Variable Best Practices
Well-designed variables are the foundation of accurate, scalable chart abstraction. When a variable is clearly defined and thoughtfully scoped, it leads to better AI performance, easier human review, and cleaner data for your team.
Use the checklist below to evaluate and improve your variables.
There are 4 overall categories:
1) Simplicity: Is this variable answering the simplest question possible? Note: Simple variables can be layered to achieve very complex reasoning — with increased accuracy and traceability.
2) Semantics: Are the desired results in various situations clearly described?
3) References: If this variable references others, are those references clearly laid out and contextualized?
4) Completeness: Are the fields of this variable complete and consistent?
1) Simplicity
✅ Single Concept
Each variable should capture one idea only. Avoid combining multiple questions into one (e.g., “Does the patient have diabetes or hypertension?”). Your instruction should not require conditional logic like "If X, then Y, unless Z."
Weak on Single Concept | Strong on Single Concept |
left_handed_tennis_injury: Is this patient left handed and do they have a tennis injury? | left_handed: Is the patient left handed (boolean) tennis_injury: Do they have an injury from tennis? (boolean) left_handed_tennis_injury: Are left_handed and tennis_injury both true for this patient? |
✅ Limited Categories (Bonus)
Whenever possible, keep your variable response options simple. Booleans (yes/no
) or limited categories (e.g., stage 1–4
) are easier for both humans and AI to interpret consistently.
Not Limited Categories | Limited Categories |
tennis_injury_type: Free text description of tennis injury type. | tennis_injury_type: ankle sprain, torn ACL, broken leg, broken wrist, other |
2) Semantics
✅ Insufficient Evidence
Make it clear what to do if the desired information isn’t found. For example:
“If the diagnosis is not mentioned, return ‘unknown.’”

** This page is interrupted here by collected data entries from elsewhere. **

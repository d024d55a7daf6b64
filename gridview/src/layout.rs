//! Minimal flow layout: rows place children left to right, columns top to
//! bottom. `Fill` children share whatever their siblings leave over, and
//! children stretch across the parent's cross axis.

use std::collections::HashMap;

use unicode_width::UnicodeWidthStr;

use crate::element::{Content, Element};
use crate::types::{Direction, Size};

pub type LayoutResult = HashMap<String, Rect>;

#[derive(Debug, Clone, Copy, PartialEq, Eq, Default)]
pub struct Rect {
    pub x: u16,
    pub y: u16,
    pub width: u16,
    pub height: u16,
}

impl Rect {
    pub const fn new(x: u16, y: u16, width: u16, height: u16) -> Self {
        Self {
            x,
            y,
            width,
            height,
        }
    }

    pub const fn from_size(width: u16, height: u16) -> Self {
        Self::new(0, 0, width, height)
    }

    pub const fn is_empty(&self) -> bool {
        self.width == 0 || self.height == 0
    }

    pub const fn right(&self) -> u16 {
        self.x.saturating_add(self.width)
    }

    pub const fn bottom(&self) -> u16 {
        self.y.saturating_add(self.height)
    }

    pub fn shrink(self, top: u16, right: u16, bottom: u16, left: u16) -> Self {
        Self {
            x: self.x.saturating_add(left),
            y: self.y.saturating_add(top),
            width: self.width.saturating_sub(left.saturating_add(right)),
            height: self.height.saturating_sub(top.saturating_add(bottom)),
        }
    }

    pub fn contains(&self, x: u16, y: u16) -> bool {
        x >= self.x && x < self.right() && y >= self.y && y < self.bottom()
    }
}

/// Display width of a string in terminal columns.
pub fn display_width(text: &str) -> u16 {
    u16::try_from(text.width()).unwrap_or(u16::MAX)
}

/// Intrinsic size of an element: content size plus padding, with fixed
/// sizes taking precedence.
pub fn measure(element: &Element) -> (u16, u16) {
    let (content_w, content_h) = match &element.content {
        Content::None => (0, 0),
        Content::Text(text) => {
            let lines: Vec<&str> = text.lines().collect();
            let width = lines.iter().map(|l| display_width(l)).max().unwrap_or(0);
            (width, (lines.len() as u16).max(1))
        }
        Content::Children(children) => measure_children(element, children),
    };

    let pad = &element.padding;
    let width = content_w.saturating_add(pad.left.saturating_add(pad.right));
    let height = content_h.saturating_add(pad.top.saturating_add(pad.bottom));

    let width = match element.width {
        Size::Fixed(n) => n,
        Size::Fill | Size::Auto => width,
    };
    let height = match element.height {
        Size::Fixed(n) => n,
        Size::Fill | Size::Auto => height,
    };
    (width, height)
}

fn measure_children(element: &Element, children: &[Element]) -> (u16, u16) {
    let gap_total = element
        .gap
        .saturating_mul(children.len().saturating_sub(1) as u16);
    let sizes = children.iter().map(measure);

    match element.direction {
        Direction::Row => {
            let (w, h) = sizes.fold((0u16, 0u16), |(w, h), (cw, ch)| {
                (w.saturating_add(cw), h.max(ch))
            });
            (w.saturating_add(gap_total), h)
        }
        Direction::Column => {
            let (w, h) = sizes.fold((0u16, 0u16), |(w, h), (cw, ch)| {
                (w.max(cw), h.saturating_add(ch))
            });
            (w, h.saturating_add(gap_total))
        }
    }
}

pub fn layout(element: &Element, available: Rect) -> LayoutResult {
    let mut result = LayoutResult::new();
    let width = resolve(element, available.width, true);
    let height = resolve(element, available.height, false);
    let rect = Rect::new(available.x, available.y, width, height);
    result.insert(element.id.clone(), rect);
    layout_children(element, rect, &mut result);
    result
}

/// Size of the root along one axis.
fn resolve(element: &Element, available: u16, is_width: bool) -> u16 {
    match axis_size(element, is_width) {
        Size::Fixed(n) => n.min(available),
        Size::Fill => available,
        Size::Auto if grows(element, is_width) => available,
        Size::Auto => {
            let (w, h) = measure(element);
            let measured = if is_width { w } else { h };
            measured.min(available)
        }
    }
}

fn axis_size(element: &Element, is_width: bool) -> Size {
    if is_width {
        element.width
    } else {
        element.height
    }
}

/// An `Auto` container takes all the space it is offered when some
/// descendant fills that axis.
fn grows(element: &Element, is_width: bool) -> bool {
    let Content::Children(children) = &element.content else {
        return false;
    };
    children.iter().any(|child| match axis_size(child, is_width) {
        Size::Fill => true,
        Size::Auto => grows(child, is_width),
        Size::Fixed(_) => false,
    })
}

fn layout_children(element: &Element, rect: Rect, result: &mut LayoutResult) {
    let Content::Children(children) = &element.content else {
        return;
    };
    if children.is_empty() {
        return;
    }

    let pad = &element.padding;
    let inner = rect.shrink(pad.top, pad.right, pad.bottom, pad.left);
    let is_row = element.direction == Direction::Row;
    let (main_size, cross_size) = if is_row {
        (inner.width, inner.height)
    } else {
        (inner.height, inner.width)
    };
    let gap_total = element
        .gap
        .saturating_mul(children.len().saturating_sub(1) as u16);

    // First pass: everything that doesn't fill claims its measured size.
    let mut main_sizes = Vec::with_capacity(children.len());
    let mut fixed_total = 0u16;
    let mut fill_count = 0u16;
    for child in children {
        let main = match axis_size(child, is_row) {
            Size::Fixed(n) => Some(n),
            Size::Fill => None,
            Size::Auto if grows(child, is_row) => None,
            Size::Auto => {
                let (w, h) = measure(child);
                Some(if is_row { w } else { h })
            }
        };
        match main {
            Some(n) => fixed_total = fixed_total.saturating_add(n),
            None => fill_count += 1,
        }
        main_sizes.push(main);
    }

    let remaining = main_size.saturating_sub(fixed_total.saturating_add(gap_total));
    let fill_share = if fill_count > 0 {
        remaining / fill_count
    } else {
        0
    };

    let end = if is_row { inner.right() } else { inner.bottom() };
    let mut cursor = if is_row { inner.x } else { inner.y };

    // Second pass: the parent decides each child's rect. Cross sizes stretch
    // to the inner cross size unless fixed.
    for (child, main) in children.iter().zip(main_sizes) {
        let size = main.unwrap_or(fill_share).min(end.saturating_sub(cursor));
        let cross = match axis_size(child, !is_row) {
            Size::Fixed(n) => n.min(cross_size),
            Size::Fill | Size::Auto => cross_size,
        };

        let child_rect = if is_row {
            Rect::new(cursor, inner.y, size, cross)
        } else {
            Rect::new(inner.x, cursor, cross, size)
        };
        result.insert(child.id.clone(), child_rect);
        layout_children(child, child_rect, result);

        cursor = cursor.saturating_add(size).saturating_add(element.gap);
    }
}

Weak Guidance for Insufficient Evidence | Strong Guidance for Insufficient Evidence |
tennis_injury_type: should be ankle sprain, torn ACL, broken leg, broken wrist, or other | tennis_injury_type: should be ankle sprain, torn ACL, broken leg, broken wrist, or other In the prompt: "If there is insufficient direct evidence of a tennis injury, return "None"." |
✅ Multiple Values
Specify how to handle cases where the value appears more than once. Common patterns include:
- Use the most recent value
- Use the earliest documented value
- Choose the highest grade or most severe classification
Weak Guidance for Multiple Values | Strong Guidance for Multiple Values |
tennis_injury_type: should be ankle sprain, torn ACL, broken leg, broken wrist, or other | tennis_injury_type: should be ankle sprain, torn ACL, broken leg, broken wrist, or other In the aggregation instructions: "If there are multiple tennis injuries, return the most recent." or choose a standard aggregation instruction. |
✅ Expected Format
Clarify the format of the output (e.g., MM/YYYY
, whole number, free text). This improves consistency and downstream usability.
Weak Guidance for Expected Format | Strong Guidance for Expected Format |
tennis_injury_type: return the type of tennis injury | tennis_injury_type: Return the injury location, with a colon, followed by the injury. eg "wrist: sprain", "wrist: break". |
✅ Temporal Context
Define the relevant timeframe. Is the variable referring to:
- The current status?
- The initial diagnosis?
- A specific encounter?
If the answer depends on time, say so explicitly.
Weak Guidance for Temporal Context | Strong Guidance for Temporal Context |
injured_this_year: return whether the patient was injured this year. | injured_this_year: return whether the patient was injured this year, defined as after 1/1/2025. Injuries before this date should be ignored. |
3) References (Only if Applicable)
✅ Variables Connected
If this variable references others (e.g., using "Date of Birth" to calculate age), make sure those are listed in the variables field.
✅ References in Prompt
Reference those connected variables directly in your variable instructions so Brim can use them correctly.
Example: “Use the Date of Birth variable to calculate the patient’s age.”
4) Completeness
✅ Consistency
The variable name should match its data type, scope, and intent. For instance, don’t name something has_cancer
if it returns a free-text tumor description.
Weak Consistency | Strong Consistency |
age: return whether the patient is older than 45 years old. | older_than_45: return whether the patient is older than 45 years old. |
✅ Examples
Include at least one example or anti-example. Show a snippet of clinical text and what value should be abstracted.
“If the note says ‘The patient was diagnosed with prostate cancer in 2018,’ return ‘01/01/2018’.”
No Examples | Includes Examples |
tennis_injury_type: return the type of injury sustained from tennis. | tennis_injury_type: return the type of injury sustained from tennis. Examples:
|
✅ Optimization
Optimize your variable using Brim's variable optimizer. This will also include any examples with labels you've already reviewed. You'll find more information on optimizing variables here.
By following these best practices, you’ll create variables that are easier to maintain, easier to scale, and more likely to produce accurate results.